Friday, June 19, 2009

Live. Love. Laugh.

“Life is what happens to you when you’re busy making other plans.” – John Lennon, “Beautiful Boy”

We often live our lives waiting for the future. We make big dreams. We have desires, the plans for our lives, or at least, the way we want our lives to pan out. “Shoot for the moon,” every high school valedictorian honestly (but unfortunately, so tritely) proses, “for even if you miss, you’ll be among the stars.”

We want to be extraordinary (who wants to be ordinary?). We want to reach our fullest potential, to do things with excellence (which, in Christian circles is usually guilt-tripped into you by some goofy proof-texting like “let all things be done decently and in order” [1 Cor. 14:40] or “make the most of every opportunity because the days are evil” [Eph. 5:16]).
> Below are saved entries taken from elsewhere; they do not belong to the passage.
//! Secret Santa CLI
//!
//! Runs an exchange end to end against in-memory collaborators, or prints a
//! fresh invite code. Output is JSON.

use std::sync::Arc;

use anyhow::{Context, Result};
use clap::{Parser, Subcommand};
use rust_decimal::Decimal;
use serde::Serialize;
use santa_core::config::Config;
use santa_core::domains::exchanges::actions::{
    create_exchange, join_exchange, santa_target, JoinOutcome,
};
use santa_core::domains::exchanges::models::{NewExchange, UserProfile};
use santa_core::domains::exchanges::utils::generate_invite_code;
use santa_core::kernel::{BaseExchangeStore, InMemoryExchangeStore, NoopMessenger, ServerKernel};
use tracing_subscriber::{layer::SubscriberExt, util::SubscriberInitExt};

#[derive(Parser)]
#[command(name = "santa")]
#[command(about = "Secret Santa exchange tools")]
struct Cli {
    #[command(subcommand)]
    command: Commands,
}

#[derive(Subcommand)]
enum Commands {
    /// Create an exchange, join generated participants and print the draw
    Simulate {
        #[arg(long, default_value_t = 4)]
        participants: u32,
        #[arg(long, default_value = "25")]
        budget: Decimal,
        /// Seed the draw for reproducible output
        #[arg(long)]
        seed: Option<u64>,
    },

    /// Print a fresh invite code
    Code {
        #[arg(long)]
        seed: Option<u64>,
    },
}

#[derive(Serialize)]
struct SimulationReport {
    code: String,
    budget: Decimal,
    matched: bool,
    pairs: Vec<PairReport>,
}

#[derive(Serialize)]
struct PairReport {
    giver: String,
    recipient: String,
    wishlist: String,
}

#[tokio::main]
async fn main() -> Result<()> {
    tracing_subscriber::registry()
        .with(
            tracing_subscriber::EnvFilter::try_from_default_env()
                .unwrap_or_else(|_| "info,santa_core=debug".into()),
        )
        .with(tracing_subscriber::fmt::layer().with_writer(std::io::stderr))
        .init();

    let cli = Cli::parse();
    let config = Config::from_env().context("Failed to load configuration")?;

    match cli.command {
        Commands::Simulate {
            participants,
            budget,
            seed,
        } => {
            let report = simulate(&config, participants, budget, seed).await?;
            println!("{}", serde_json::to_string_pretty(&report)?);
        }
        Commands::Code { seed } => {
            let mut rng = match seed {
                Some(seed) => fastrand::Rng::with_seed(seed),
                None => fastrand::Rng::new(),
            };
            println!("{}", generate_invite_code(&mut rng));
        }
    }

    Ok(())
}

async fn simulate(
    config: &Config,
    participants: u32,
    budget: Decimal,
    seed: Option<u64>,
) -> Result<SimulationReport> {
    let store = Arc::new(InMemoryExchangeStore::new());
    let mut kernel = ServerKernel::new(store.clone(), Arc::new(NoopMessenger), config);
    if let Some(seed) = seed {
        kernel.deps = kernel.deps.with_seed(seed);
    }
    kernel.start().await?;

    let organizer = UserProfile::new("Organizer");
    store.insert_user(&organizer).await?;

    let exchange = create_exchange(
        NewExchange {
            title: "Simulated exchange".to_string(),
            description: String::new(),
            budget,
            target_count: participants,
            creator_id: organizer.id,
        },
        kernel.deps(),
    )
    .await?;
    tracing::info!(code = %exchange.code, "Simulated exchange created");

    let mut users = Vec::new();
    let mut matched = false;
    for i in 1..=participants {
        let user = UserProfile::new(format!("Elf {}", i));
        store.insert_user(&user).await?;
        let wishlist = format!("Something nice for elf {}", i);
        let outcome = join_exchange(&exchange.code, user.id, &wishlist, kernel.deps()).await?;
        if let JoinOutcome::Joined { matched: true, .. } = outcome {
            matched = true;
        }
        users.push(user);
    }

    let mut pairs = Vec::new();
    for user in &users {
        if let Some(target) = santa_target(exchange.id, user.id, kernel.deps()).await? {
            pairs.push(PairReport {
                giver: user.name.clone(),
                recipient: target.recipient.name,
                wishlist: target.wishlist_text,
            });
        }
    }

    kernel.shutdown().await?;

    Ok(SimulationReport {
        code: exchange.code,
        budget,
        matched,
        pairs,
    })
}
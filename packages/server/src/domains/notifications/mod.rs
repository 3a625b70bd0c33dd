pub mod messages;
pub mod models;
pub mod notifier;

pub use models::{DeliveryReport, MembershipChange};
pub use notifier::MessengerNotifier;
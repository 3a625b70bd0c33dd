//! Membership actions - creating exchanges and joining, leaving, deleting them
//!
//! Every mutation of an exchange's participant list runs under that
//! exchange's lock, together with the matching check it may trigger.
//! Notifications go out after the lock is released.

use chrono::Utc;
use rust_decimal::Decimal;
use tracing::{debug, info, warn};

use super::matching::{match_if_ready, notify_committed_match};
use crate::common::{ExchangeId, UserId};
use crate::domains::exchanges::errors::ExchangeError;
use crate::domains::exchanges::models::{
    Exchange, ExchangeStatus, NewExchange, Participant, SantaTarget,
};
use crate::domains::exchanges::utils::{generate_invite_code, normalize_invite_code};
use crate::domains::notifications::MembershipChange;
use crate::kernel::ServerDeps;

/// Name shown to the creator when a participant has no profile
const UNKNOWN_PARTICIPANT_NAME: &str = "Someone";

/// Result of a successful `join_exchange`
#[derive(Debug, Clone, PartialEq, Eq)]
pub enum JoinOutcome {
    /// The caller is in the exchange (newly, or with an updated wishlist).
    Joined {
        exchange_id: ExchangeId,
        newly_joined: bool,
        /// This join completed the group and the draw happened
        matched: bool,
    },
    /// The exchange was already drawn and the caller is part of it.
    AlreadyMatched { exchange_id: ExchangeId },
}

/// Create an OPEN exchange with a fresh invite code.
pub async fn create_exchange(
    input: NewExchange,
    deps: &ServerDeps,
) -> Result<Exchange, ExchangeError> {
    let title = input.title.trim();
    if title.is_empty() {
        return Err(ExchangeError::EmptyTitle);
    }
    if input.budget < Decimal::ZERO {
        return Err(ExchangeError::InvalidBudget);
    }
    if input.target_count < 2 {
        return Err(ExchangeError::TargetTooSmall(input.target_count));
    }

    let code = unused_invite_code(deps).await?;

    let exchange = Exchange {
        id: ExchangeId::new(),
        code,
        title: title.to_string(),
        description: input.description.trim().to_string(),
        budget: input.budget,
        target_count: input.target_count,
        status: ExchangeStatus::Open,
        creator_id: input.creator_id,
        created_at: Utc::now(),
    };
    deps.store.insert_exchange(&exchange).await?;

    info!(
        exchange_id = %exchange.id,
        code = %exchange.code,
        target_count = exchange.target_count,
        "Exchange created"
    );
    Ok(exchange)
}

async fn unused_invite_code(deps: &ServerDeps) -> Result<String, ExchangeError> {
    let max_attempts = deps.settings.invite_code_max_attempts;
    let mut rng = deps.fork_rng().await;
    for _ in 0..max_attempts {
        let code = generate_invite_code(&mut rng);
        if !deps.store.code_exists(&code).await? {
            return Ok(code);
        }
        debug!(code = %code, "Invite code already taken, retrying");
    }
    Err(ExchangeError::CodeSpaceExhausted(max_attempts))
}

/// Look an exchange up by invite code, ignoring case and surrounding blanks.
pub async fn find_exchange_by_code(
    code: &str,
    deps: &ServerDeps,
) -> Result<Option<Exchange>, ExchangeError> {
    let code = normalize_invite_code(code);
    if code.is_empty() {
        return Ok(None);
    }
    Ok(deps.store.find_exchange_by_code(&code).await?)
}

/// Join an exchange by invite code, or update the caller's wishlist if they
/// are already in it. May complete the group and trigger the draw.
pub async fn join_exchange(
    code: &str,
    user_id: UserId,
    wishlist: &str,
    deps: &ServerDeps,
) -> Result<JoinOutcome, ExchangeError> {
    let exchange = find_exchange_by_code(code, deps)
        .await?
        .ok_or_else(|| ExchangeError::InvalidCode(code.trim().to_string()))?;

    let guard = deps.locks.acquire(exchange.id).await;

    // Re-read under the lock; a concurrent join may have matched it.
    let Some(exchange) = deps.store.find_exchange(exchange.id).await? else {
        deps.locks.forget(exchange.id).await;
        return Err(ExchangeError::NotFound(exchange.id));
    };
    let existing = deps.store.find_participant(exchange.id, user_id).await?;

    if exchange.is_matched() {
        return match existing {
            Some(_) => Ok(JoinOutcome::AlreadyMatched {
                exchange_id: exchange.id,
            }),
            None => Err(ExchangeError::AlreadyMatched),
        };
    }

    let participant = Participant::new(exchange.id, user_id, wishlist);
    if !participant.has_wishlist() {
        return Err(ExchangeError::EmptyWishlist);
    }

    let newly_joined = existing.is_none();
    if newly_joined {
        let joined = deps.store.list_participants(exchange.id).await?.len();
        if joined >= exchange.target_len() {
            return Err(ExchangeError::ExchangeFull(exchange.target_count));
        }
    }
    deps.store.upsert_participant(&participant).await?;

    let participant_count = deps.store.list_participants(exchange.id).await?.len();
    if newly_joined {
        info!(
            exchange_id = %exchange.id,
            user_id = %user_id,
            participant_count,
            "Participant joined exchange"
        );
    } else {
        debug!(exchange_id = %exchange.id, user_id = %user_id, "Wishlist updated");
    }

    let committed = match_if_ready(exchange.id, deps).await?;
    drop(guard);

    if newly_joined {
        notify_creator(&exchange, MembershipChange::Joined, user_id, participant_count, deps)
            .await;
    }
    if let Some(committed) = &committed {
        notify_committed_match(committed, deps).await;
    }

    Ok(JoinOutcome::Joined {
        exchange_id: exchange.id,
        newly_joined,
        matched: committed.is_some(),
    })
}

/// Leave an OPEN exchange. Returns false if the caller was not in it.
pub async fn leave_exchange(
    exchange_id: ExchangeId,
    user_id: UserId,
    deps: &ServerDeps,
) -> Result<bool, ExchangeError> {
    let guard = deps.locks.acquire(exchange_id).await;

    let Some(exchange) = deps.store.find_exchange(exchange_id).await? else {
        deps.locks.forget(exchange_id).await;
        return Err(ExchangeError::NotFound(exchange_id));
    };
    if exchange.is_matched() {
        return Err(ExchangeError::AlreadyMatched);
    }

    if !deps.store.remove_participant(exchange_id, user_id).await? {
        return Ok(false);
    }
    let participant_count = deps.store.list_participants(exchange_id).await?.len();
    drop(guard);

    info!(
        exchange_id = %exchange_id,
        user_id = %user_id,
        participant_count,
        "Participant left exchange"
    );
    notify_creator(&exchange, MembershipChange::Left, user_id, participant_count, deps).await;
    Ok(true)
}

/// Delete an exchange and its participants. Creator only, in either state.
pub async fn delete_exchange(
    exchange_id: ExchangeId,
    user_id: UserId,
    deps: &ServerDeps,
) -> Result<(), ExchangeError> {
    {
        let _guard = deps.locks.acquire(exchange_id).await;

        let Some(exchange) = deps.store.find_exchange(exchange_id).await? else {
            deps.locks.forget(exchange_id).await;
            return Err(ExchangeError::NotFound(exchange_id));
        };
        if exchange.creator_id != user_id {
            return Err(ExchangeError::NotCreator);
        }
        deps.store.delete_exchange(exchange_id).await?;
    }
    deps.locks.forget(exchange_id).await;

    info!(exchange_id = %exchange_id, "Exchange deleted");
    Ok(())
}

/// Who `user_id` gives to in a matched exchange, with that person's wishlist.
///
/// `None` while the exchange is open or when the caller is not in it.
pub async fn santa_target(
    exchange_id: ExchangeId,
    user_id: UserId,
    deps: &ServerDeps,
) -> Result<Option<SantaTarget>, ExchangeError> {
    let exchange = deps
        .store
        .find_exchange(exchange_id)
        .await?
        .ok_or(ExchangeError::NotFound(exchange_id))?;
    if !exchange.is_matched() {
        return Ok(None);
    }

    let Some(recipient_id) = deps
        .store
        .find_participant(exchange_id, user_id)
        .await?
        .and_then(|p| p.santa_for)
    else {
        return Ok(None);
    };

    let Some(recipient) = deps.store.find_user(recipient_id).await? else {
        warn!(user_id = %recipient_id, "Matched recipient has no profile");
        return Ok(None);
    };
    let wishlist_text = deps
        .store
        .find_participant(exchange_id, recipient_id)
        .await?
        .map(|p| p.wishlist_text)
        .unwrap_or_default();

    Ok(Some(SantaTarget {
        recipient,
        wishlist_text,
    }))
}

/// Best-effort: errors are logged, never returned.
async fn notify_creator(
    exchange: &Exchange,
    change: MembershipChange,
    user_id: UserId,
    participant_count: usize,
    deps: &ServerDeps,
) {
    let name = match deps.store.find_user(user_id).await {
        Ok(Some(user)) => user.name,
        Ok(None) => UNKNOWN_PARTICIPANT_NAME.to_string(),
        Err(e) => {
            warn!(user_id = %user_id, error = %e, "Failed to load participant profile");
            UNKNOWN_PARTICIPANT_NAME.to_string()
        }
    };

    if let Err(e) = deps
        .notifier
        .notify_membership(exchange, change, &name, participant_count)
        .await
    {
        warn!(
            exchange_id = %exchange.id,
            error = %e,
            "Error notifying creator about membership change"
        );
    }
}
We are convinced, like everyone else, God wants to use us for something great; or if this is unachieveable, as one cliché proposes, “If you can’t do great things, do small things in a great way.”

Philosopher Martin Heidegger, was well aware of this phenomenon—not of bad commencement speeches, but of the way the future shapes our lives. To him, the authentic self does not live in the present but in the future. He looks straight into the eyes of death and takes life by the horns and makes something out of it. Each one of us is thrown into a set of possibilities beyond our personal choice or abilities—the “(un)natural lottery” as some thinkers prefer to call it—and it is from this array of future possibilities that we take ownership of who we are.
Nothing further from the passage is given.